I am going to be honest with you and say that I have pretty much fallen off of my workout regimen. It was like I was afraid of my progress. Every time I stayed on the treadmill a minute longer or lifted a pound of extra weight on the arm curl I would reward myself by going to the pool...until all I was doing was going to the pool. What is the consequence of this? Well, besides feeling like crap and being disappointed with myself and having to get totally reacquainted with the equipment, I now have to see results in women who started working out at the same time as me that are now like 50lbs lighter. I hate not sticking to things.
So yesterday, I went to the gym and decided to workout for real for the first time in like two weeks. But I went there with one goal in mind: to do at least fifteen minutes on "the beast."

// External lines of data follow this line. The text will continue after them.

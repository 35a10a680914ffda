use std::sync::Arc;

use tracing::info;

use crate::{
    auth::Session,
    error::{AppError, AppResult},
    models::{
        DEFAULT_DURATION, DeleteResponse, Movie, MovieFields, MoviePatch, NewMovie, UNSPECIFIED,
    },
    store::MovieStore,
};

/// Who is asking for a mutation: the shared admin key from the body and/or
/// the session resolved from the request.
#[derive(Clone, Copy, Debug, Default)]
pub struct Credentials<'a> {
    pub admin_key: Option<&'a str>,
    pub session: Option<&'a Session>,
}

#[derive(Clone)]
pub struct CatalogService {
    store: Arc<dyn MovieStore>,
    admin_key: String,
    fallback_poster_url: String,
}

impl CatalogService {
    pub fn new(store: Arc<dyn MovieStore>, admin_key: String, fallback_poster_url: String) -> Self {
        Self { store, admin_key, fallback_poster_url }
    }

    pub fn store(&self) -> &dyn MovieStore {
        &*self.store
    }

    pub async fn list(&self) -> AppResult<Vec<Movie>> {
        self.store.list_movies().await
    }

    pub async fn get(&self, id: i64) -> AppResult<Movie> {
        self.store.get_movie(id).await?.ok_or(AppError::NotFound)
    }

    pub async fn create(&self, fields: MovieFields, creds: Credentials<'_>) -> AppResult<Movie> {
        self.authorize(creds)?;
        let new = self.new_movie(fields)?;
        let movie = self.store.insert_movie(new).await?;
        info!(movie_id = movie.id, title = %movie.title, "movie created");
        Ok(movie)
    }

    pub async fn update(
        &self,
        id: i64,
        fields: MovieFields,
        creds: Credentials<'_>,
    ) -> AppResult<Movie> {
        self.authorize(creds)?;
        let patch = self.patch(fields)?;
        let movie = self.store.update_movie(id, &patch).await?.ok_or(AppError::NotFound)?;
        info!(movie_id = id, "movie updated");
        Ok(movie)
    }

    pub async fn delete(&self, id: i64, creds: Credentials<'_>) -> AppResult<DeleteResponse> {
        self.authorize(creds)?;
        let id = self.store.delete_movie(id).await?.ok_or(AppError::NotFound)?;
        let remaining = self.store.count_movies().await?;
        info!(movie_id = id, remaining, "movie deleted");
        Ok(DeleteResponse {
            success: true,
            message: "Película eliminada exitosamente".to_string(),
            id,
            remaining,
        })
    }

    pub fn authorize(&self, creds: Credentials<'_>) -> AppResult<()> {
        if creds.session.is_some_and(Session::is_admin) {
            return Ok(());
        }
        if creds.admin_key == Some(self.admin_key.as_str()) {
            return Ok(());
        }
        info!(has_session = creds.session.is_some(), "mutation rejected");
        Err(AppError::Forbidden)
    }

    fn new_movie(&self, fields: MovieFields) -> AppResult<NewMovie> {
        let title = non_blank(fields.title);
        let synopsis = non_blank(fields.synopsis);
        let release_date = non_blank(fields.release_date);

        let (Some(title), Some(synopsis), Some(release_date)) = (title, synopsis, release_date)
        else {
            return Err(AppError::MissingFields { fields: vec!["titulo", "sinopsis", "fecha"] });
        };

        Ok(NewMovie {
            title,
            synopsis,
            release_date,
            genre: non_blank(fields.genre).unwrap_or_else(|| UNSPECIFIED.to_string()),
            duration: non_blank(fields.duration).unwrap_or_else(|| DEFAULT_DURATION.to_string()),
            director: non_blank(fields.director).unwrap_or_else(|| UNSPECIFIED.to_string()),
            cast: non_blank(fields.cast).unwrap_or_else(|| UNSPECIFIED.to_string()),
            poster_url: poster_or_fallback(fields.poster_url.as_deref(), &self.fallback_poster_url),
            trailer_url: fields.trailer_url.map(|t| t.trim().to_string()).unwrap_or_default(),
        })
    }

    fn patch(&self, fields: MovieFields) -> AppResult<MoviePatch> {
        let required = |value: Option<String>, name: &str| match value {
            None => Ok(None),
            Some(v) if v.trim().is_empty() => {
                Err(AppError::Validation(format!("El campo {name} no puede estar vacío")))
            },
            Some(v) => Ok(Some(v.trim().to_string())),
        };
        let optional = |value: Option<String>| {
            value.map(|v| non_blank(Some(v)).unwrap_or_else(|| UNSPECIFIED.to_string()))
        };

        Ok(MoviePatch {
            title: required(fields.title, "titulo")?,
            synopsis: required(fields.synopsis, "sinopsis")?,
            release_date: required(fields.release_date, "fecha")?,
            genre: optional(fields.genre),
            duration: non_blank(fields.duration),
            director: optional(fields.director),
            cast: optional(fields.cast),
            poster_url: fields
                .poster_url
                .map(|p| poster_or_fallback(Some(p.as_str()), &self.fallback_poster_url)),
            trailer_url: fields.trailer_url.map(|t| t.trim().to_string()),
        })
    }
}

fn non_blank(value: Option<String>) -> Option<String> {
    value.map(|v| v.trim().to_string()).filter(|v| !v.is_empty())
}

/// Any poster that is missing or not `http`-prefixed is replaced, never rejected.
pub fn poster_or_fallback(url: Option<&str>, fallback: &str) -> String {
    match url.map(str::trim) {
        Some(url) if url.starts_with("http") => url.to_string(),
        _ => fallback.to_string(),
    }
}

"The Beast" is the nickname that this beefed up lady that I met in the gym has nicknamed the Stair Master. She competes in fitness competitions and can stay on that thing for hours at a times at high speed, burning over 1,000 lbs. She filled my head with stories of being able to lose major weight in like two months if I got on the Stair Master instead of the treadmill. So I tried it once and fell off. Literally, I hit the floor from the top step. Luckily, my head landed on a stray yoga ball, or I probably would have cried.
Yesterday, I marched into the gym ready to get on "The Beast." This time, I was determined not to fall because there would have been a huge audience. So I asked one of the trainers, Ms. Bernice, to help me. No exaggeration: I was on the machine for a minute and forty-two seconds before I was pleading to get off. And in that minute, which was the hardest minute of my life, I burned 41 calories. I burn that in fifteen minutes on the treadmill! Clearly, taming the beast is the key to my workout...if I stick with it.
Why am I not at the gym right now? No good reason. I am sitting at home, eating Peanut Butter Cup Keebler Chips Deluxe Cookies, buy one get one free, with some cranberry juice. I felt so crappy about my crappy workout, I fell into bad, old habits. No worries. I will go tomorrow. Promise.
1 comment:
Ugh.
I hate weight issues.
I do, however love seeing results. I gained about 40 in 2 years and was sick of looking at my old clothes and being sad. After a while I realized it was pitiful and my bf was tired of hearing me complain.
This time around...I am actualy enjoying it. I have lost 22 lbs in just over 2 months. I am on Calorie count.com and I am finding new healthy foods. Stuff like lentils, fresh fruit. and TCBY instead of coldstone. Stuff I would not have found if I was still eating 12 inch po-boys. I hated how it felt to feel sad, eat...and then feel sad AND disgusted.
I used to burn off some calories @ the gym, and then eat them back up.
I guess my point is....try to enjoy the process becuase:
A. The weight did not come overnight, it was part of your lifestlye. So if you change your lifestyle, be happy about that and try to be patient. I don't call myself anything bad anymore, cause it just kept me in a vicious cycle. I love my body for more reasons now than how it looks.
B. A year will pass either way, you may as well spend it being good to yourself! What you are about to accomplish, few people can do.